*** Begin section ***

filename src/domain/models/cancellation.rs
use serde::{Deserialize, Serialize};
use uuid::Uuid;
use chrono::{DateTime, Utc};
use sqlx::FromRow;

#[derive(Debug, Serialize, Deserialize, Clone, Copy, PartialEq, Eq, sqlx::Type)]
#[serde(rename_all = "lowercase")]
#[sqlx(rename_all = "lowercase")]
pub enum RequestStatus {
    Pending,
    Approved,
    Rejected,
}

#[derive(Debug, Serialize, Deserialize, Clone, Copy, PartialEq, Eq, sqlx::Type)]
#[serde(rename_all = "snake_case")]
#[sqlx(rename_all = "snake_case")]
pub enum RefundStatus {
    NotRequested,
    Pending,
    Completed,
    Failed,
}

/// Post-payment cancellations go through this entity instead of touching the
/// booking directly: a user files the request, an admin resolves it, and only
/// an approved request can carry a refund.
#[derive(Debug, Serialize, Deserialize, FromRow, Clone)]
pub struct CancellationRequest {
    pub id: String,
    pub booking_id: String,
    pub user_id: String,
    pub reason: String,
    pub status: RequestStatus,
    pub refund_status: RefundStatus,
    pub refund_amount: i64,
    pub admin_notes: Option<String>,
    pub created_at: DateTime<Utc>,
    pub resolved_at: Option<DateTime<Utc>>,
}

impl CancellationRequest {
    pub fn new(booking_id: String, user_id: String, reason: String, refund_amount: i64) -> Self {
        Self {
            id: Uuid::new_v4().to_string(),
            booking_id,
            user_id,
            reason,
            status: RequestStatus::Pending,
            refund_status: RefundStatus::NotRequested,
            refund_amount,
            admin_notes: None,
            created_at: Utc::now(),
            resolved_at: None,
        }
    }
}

*** End section ***
*** Begin section ***

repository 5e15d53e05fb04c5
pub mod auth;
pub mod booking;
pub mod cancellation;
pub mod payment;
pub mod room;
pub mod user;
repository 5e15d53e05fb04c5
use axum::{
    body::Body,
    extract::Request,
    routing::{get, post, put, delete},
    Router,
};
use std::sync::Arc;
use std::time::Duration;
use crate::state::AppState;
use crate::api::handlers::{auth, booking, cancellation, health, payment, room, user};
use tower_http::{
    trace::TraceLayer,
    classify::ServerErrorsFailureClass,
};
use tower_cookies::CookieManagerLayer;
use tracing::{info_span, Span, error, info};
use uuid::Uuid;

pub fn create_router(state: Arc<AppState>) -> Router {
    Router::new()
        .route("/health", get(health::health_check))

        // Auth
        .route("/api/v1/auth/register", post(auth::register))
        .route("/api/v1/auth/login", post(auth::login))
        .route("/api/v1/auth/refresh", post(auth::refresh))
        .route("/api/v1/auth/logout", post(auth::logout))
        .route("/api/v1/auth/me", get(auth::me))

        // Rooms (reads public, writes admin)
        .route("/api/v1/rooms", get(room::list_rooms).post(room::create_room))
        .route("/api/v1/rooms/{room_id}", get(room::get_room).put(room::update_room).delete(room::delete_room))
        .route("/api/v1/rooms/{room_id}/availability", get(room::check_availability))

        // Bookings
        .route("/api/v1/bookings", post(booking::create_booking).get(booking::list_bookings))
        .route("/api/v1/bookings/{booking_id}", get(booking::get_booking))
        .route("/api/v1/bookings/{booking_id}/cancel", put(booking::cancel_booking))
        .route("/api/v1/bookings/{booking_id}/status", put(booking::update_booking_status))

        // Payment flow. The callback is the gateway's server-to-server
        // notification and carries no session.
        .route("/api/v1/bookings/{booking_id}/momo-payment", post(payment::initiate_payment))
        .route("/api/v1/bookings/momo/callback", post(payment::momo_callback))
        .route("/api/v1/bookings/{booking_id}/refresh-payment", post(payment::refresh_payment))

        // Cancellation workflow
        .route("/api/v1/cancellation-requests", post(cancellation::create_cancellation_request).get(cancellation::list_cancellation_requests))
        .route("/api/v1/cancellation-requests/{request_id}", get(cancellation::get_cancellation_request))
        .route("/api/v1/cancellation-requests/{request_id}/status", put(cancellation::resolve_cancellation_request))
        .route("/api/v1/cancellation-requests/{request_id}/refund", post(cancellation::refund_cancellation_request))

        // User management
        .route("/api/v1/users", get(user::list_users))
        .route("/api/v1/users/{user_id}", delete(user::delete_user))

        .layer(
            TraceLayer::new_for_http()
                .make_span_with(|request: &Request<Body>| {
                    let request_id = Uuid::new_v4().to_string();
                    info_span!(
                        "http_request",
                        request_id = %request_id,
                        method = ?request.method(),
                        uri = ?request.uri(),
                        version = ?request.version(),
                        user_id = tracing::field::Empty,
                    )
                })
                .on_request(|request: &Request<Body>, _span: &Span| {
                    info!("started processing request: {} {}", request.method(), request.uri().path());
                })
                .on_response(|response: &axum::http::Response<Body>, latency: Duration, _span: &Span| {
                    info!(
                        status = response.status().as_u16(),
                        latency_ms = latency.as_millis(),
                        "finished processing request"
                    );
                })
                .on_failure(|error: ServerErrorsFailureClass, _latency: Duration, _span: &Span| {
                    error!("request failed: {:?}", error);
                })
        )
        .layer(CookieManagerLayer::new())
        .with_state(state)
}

*** End section ***
*** Begin section ***

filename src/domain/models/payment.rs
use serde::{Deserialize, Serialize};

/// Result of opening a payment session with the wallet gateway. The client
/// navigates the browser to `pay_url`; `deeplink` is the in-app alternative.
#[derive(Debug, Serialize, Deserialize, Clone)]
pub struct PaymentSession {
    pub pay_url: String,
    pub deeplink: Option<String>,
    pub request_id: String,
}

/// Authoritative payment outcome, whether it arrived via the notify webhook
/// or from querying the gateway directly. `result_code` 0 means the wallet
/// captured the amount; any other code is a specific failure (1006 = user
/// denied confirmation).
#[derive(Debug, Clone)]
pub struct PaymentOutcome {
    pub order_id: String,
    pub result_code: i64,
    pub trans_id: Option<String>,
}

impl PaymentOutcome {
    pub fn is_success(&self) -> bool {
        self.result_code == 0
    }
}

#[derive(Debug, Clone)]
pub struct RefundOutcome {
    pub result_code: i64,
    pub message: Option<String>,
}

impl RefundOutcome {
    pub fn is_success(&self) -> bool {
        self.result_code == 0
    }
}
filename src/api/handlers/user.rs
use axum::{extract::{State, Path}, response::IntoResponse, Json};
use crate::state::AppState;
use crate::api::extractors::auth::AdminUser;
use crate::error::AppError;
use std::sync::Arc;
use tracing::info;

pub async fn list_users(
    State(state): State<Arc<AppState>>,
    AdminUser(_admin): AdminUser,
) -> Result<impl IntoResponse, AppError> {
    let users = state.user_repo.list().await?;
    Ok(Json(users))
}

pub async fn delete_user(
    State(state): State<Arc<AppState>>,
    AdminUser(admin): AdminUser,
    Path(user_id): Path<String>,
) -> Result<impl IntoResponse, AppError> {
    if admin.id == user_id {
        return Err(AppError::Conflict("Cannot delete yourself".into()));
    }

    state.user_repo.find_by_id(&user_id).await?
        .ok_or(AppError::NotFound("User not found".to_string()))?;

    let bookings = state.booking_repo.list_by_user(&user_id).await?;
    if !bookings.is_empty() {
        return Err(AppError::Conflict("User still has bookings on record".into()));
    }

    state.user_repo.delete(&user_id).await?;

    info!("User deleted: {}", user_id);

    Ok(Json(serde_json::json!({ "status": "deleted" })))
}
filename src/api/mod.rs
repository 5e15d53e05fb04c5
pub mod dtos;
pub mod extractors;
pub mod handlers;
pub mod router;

*** End section ***

**EXERCISE AIM**
Look through the entries above, and wherever a line holds the word "reason", copy it.

**EXPECTED OUTPUT**
    pub reason: String,
    pub fn new(booking_id: String, user_id: String, reason: String, refund_amount: i64) -> Self {
            reason,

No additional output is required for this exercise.